TV

Thomas Sutcliffe
Thursday 02 April 1998 23:02 BST
Comments

Apparently researchers have discovered that chickens like to watch television. The man talking about this on the Today programme yesterday morning concluded that we would now have to credit chickens with more intelligence than used to be the case, presumably because we like to watch television too. But faced with a programme like Oktober (ITV), a new science- fiction thriller, you are reminded that such findings can cut both ways. When you consider some of the things humans watch there's some evidence that we may be as stupid as chickens.

There is a saving grace, naturally. Chickens are not known for their sense of irony or camp so they would be inclined to take everything in Oktober seriously, from the mountain-top medical research establishment into which Stephen Tompkinson blunders to the telepathy-inducing drug with which he is revived after being accidentally bumped off. Chickens would not cluck sceptically at the ease with which a horny English teacher gains access to what is obviously a highly sensitive conference. They would flutter with gratifyingly uncritical anxiety during the action sequences, in which he does various Bondish things, such as crawling through service ducts and clinging to moving trains.

The story began in Grozny, where a contaminated batch of an experimental drug has reduced ten pilots to a state of connected coma. When one is pricked they all wince. This side-effect works across the species barrier too, so that when Tompkinson is injected with the same drug in a lab full of experimental dogs his thought patterns immediately take on a canine tinge. This sounded inconvenient to me - his flight would presumably be hindered by the overpowering urge to sniff every lamp-post he passes.
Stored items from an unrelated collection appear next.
//! Incremental reads of captured job output

use gpusched_core::GpuschedResult;
use std::io::SeekFrom;
use std::path::Path;
use tokio::io::{AsyncReadExt, AsyncSeekExt};

/// A slice of a job log
#[derive(Debug, Clone, Default)]
pub struct LogChunk {
    /// Bytes read
    pub data: Vec<u8>,
    /// Offset to pass to the next read
    pub next_offset: u64,
}

/// Read at most `max_bytes` starting at `offset`.
///
/// A log that does not exist yet reads as empty.
pub async fn read_from(path: &Path, offset: u64, max_bytes: usize) -> GpuschedResult<LogChunk> {
    let mut file = match tokio::fs::File::open(path).await {
        Ok(f) => f,
        Err(e) if e.kind() == std::io::ErrorKind::NotFound => {
            return Ok(LogChunk {
                data: Vec::new(),
                next_offset: offset,
            })
        }
        Err(e) => return Err(e.into()),
    };

    file.seek(SeekFrom::Start(offset)).await?;
    let mut data = Vec::new();
    file.take(max_bytes as u64).read_to_end(&mut data).await?;

    Ok(LogChunk {
        next_offset: offset + data.len() as u64,
        data,
    })
}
But then the drug works with convenient selectivity, almost never producing the obvious problems of feedback or transmission clutter. The physical action is scarcely more credible than the chemistry - Tompkinson's character has the same idea of hiding as my four-year-old does. If at least 20 per cent of his body is behind an obstruction and he has his eyes tight shut he appears to believe he is invisible. What's more he's usually right - agitated guards rush blindly past to reveal an anxious face peeking from behind a wall just feet away. Stephen Gallagher, who adapted the script from his own novel, obviously has some larger ambitions here - there are quotations from Christopher Marlowe and Walt Whitman - but his bid for sinister import is not helped by Tompkinson's rather guileless manner, which continually tugs your mind back to gentle comedy. I'm afraid that his attempt to look menacingly deranged, in the manner of Jack Nicholson in The Shining, was one of the funnier moments in a largely laughless week.

"Overkill", Horizon's film (BBC2) about bog bodies, came with a complete set of chic style accessories - clashing cuts, menacing close-ups, flaring whiteouts and jolting, hand-held camera. It became rather tiresome after a while but the allusion to the dislocated manner of popular paranormal serials wasn't entirely inappropriate, because this was a film about the ways in which our appetite for sensational narrative can intersect with science. It began with a sensational story itself - that of a murderer provoked into confession by the discovery of what later turned out to be a two thousand-year-old skull - and then meandered rather enigmatically through various European grave sites, those containing bodies preserved by the peat. These objects are profoundly seductive in themselves - a mute physical immediacy which invites speculation about ritual and blood sacrifice. But the facts may be duller; peat burial can affect carbon dating and scientists are occasionally susceptible to wishful thinking. By the end of Philip Martin's film you weren't quite sure what to believe, which was rather the point. Britain's own Celtic blood sacrifice - Lindow Man - might simply be the victim of a historic mugging, as banal as the 20th century one which led to his discovery. And that skull might have belonged to the murdered woman after all. As climaxes go this was decidedly anti- climactic, but then the truth has no obligation to be glamorous.